Task: Repeat each line of the material below exactly.

Data extracts:

****************

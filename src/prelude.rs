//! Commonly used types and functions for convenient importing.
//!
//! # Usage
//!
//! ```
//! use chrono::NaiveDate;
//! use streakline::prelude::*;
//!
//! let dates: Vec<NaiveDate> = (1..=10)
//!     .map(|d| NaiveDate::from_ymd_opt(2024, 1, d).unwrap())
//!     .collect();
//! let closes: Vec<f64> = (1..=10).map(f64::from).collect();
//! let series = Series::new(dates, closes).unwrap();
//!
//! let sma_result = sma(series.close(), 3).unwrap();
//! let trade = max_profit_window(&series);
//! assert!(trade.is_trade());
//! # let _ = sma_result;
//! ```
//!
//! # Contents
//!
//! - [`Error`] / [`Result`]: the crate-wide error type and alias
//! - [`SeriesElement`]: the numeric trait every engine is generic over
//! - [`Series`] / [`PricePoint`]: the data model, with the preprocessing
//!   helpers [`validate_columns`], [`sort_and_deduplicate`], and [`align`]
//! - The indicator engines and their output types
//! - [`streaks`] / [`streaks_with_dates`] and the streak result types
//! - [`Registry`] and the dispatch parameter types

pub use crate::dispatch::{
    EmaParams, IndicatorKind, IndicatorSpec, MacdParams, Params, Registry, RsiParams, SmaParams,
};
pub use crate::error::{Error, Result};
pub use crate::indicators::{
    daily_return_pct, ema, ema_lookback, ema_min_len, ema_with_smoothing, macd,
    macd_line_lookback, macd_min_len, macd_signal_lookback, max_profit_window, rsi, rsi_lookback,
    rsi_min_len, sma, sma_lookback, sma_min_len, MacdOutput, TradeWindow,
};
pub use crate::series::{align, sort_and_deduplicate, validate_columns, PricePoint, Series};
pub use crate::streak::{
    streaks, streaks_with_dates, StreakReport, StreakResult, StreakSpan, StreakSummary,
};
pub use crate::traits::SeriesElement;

****************

Solution for this exercise:
filename src/prelude.rs
//! Commonly used types and functions for convenient importing.
//!
//! # Usage
//!
//! ```
//! use chrono::NaiveDate;
//! use streakline::prelude::*;
//!
//! let dates: Vec<NaiveDate> = (1..=10)
//!     .map(|d| NaiveDate::from_ymd_opt(2024, 1, d).unwrap())
//!     .collect();
//! let closes: Vec<f64> = (1..=10).map(f64::from).collect();
//! let series = Series::new(dates, closes).unwrap();
//!
//! let sma_result = sma(series.close(), 3).unwrap();
//! let trade = max_profit_window(&series);
//! assert!(trade.is_trade());
//! # let _ = sma_result;
//! ```
//!
//! # Contents
//!
//! - [`Error`] / [`Result`]: the crate-wide error type and alias
//! - [`SeriesElement`]: the numeric trait every engine is generic over
//! - [`Series`] / [`PricePoint`]: the data model, with the preprocessing
//!   helpers [`validate_columns`], [`sort_and_deduplicate`], and [`align`]
//! - The indicator engines and their output types
//! - [`streaks`] / [`streaks_with_dates`] and the streak result types
//! - [`Registry`] and the dispatch parameter types

pub use crate::dispatch::{
    EmaParams, IndicatorKind, IndicatorSpec, MacdParams, Params, Registry, RsiParams, SmaParams,
};
pub use crate::error::{Error, Result};
pub use crate::indicators::{
    daily_return_pct, ema, ema_lookback, ema_min_len, ema_with_smoothing, macd,
    macd_line_lookback, macd_min_len, macd_signal_lookback, max_profit_window, rsi, rsi_lookback,
    rsi_min_len, sma, sma_lookback, sma_min_len, MacdOutput, TradeWindow,
};
pub use crate::series::{align, sort_and_deduplicate, validate_columns, PricePoint, Series};
pub use crate::streak::{
    streaks, streaks_with_dates, StreakReport, StreakResult, StreakSpan, StreakSummary,
};
pub use crate::traits::SeriesElement;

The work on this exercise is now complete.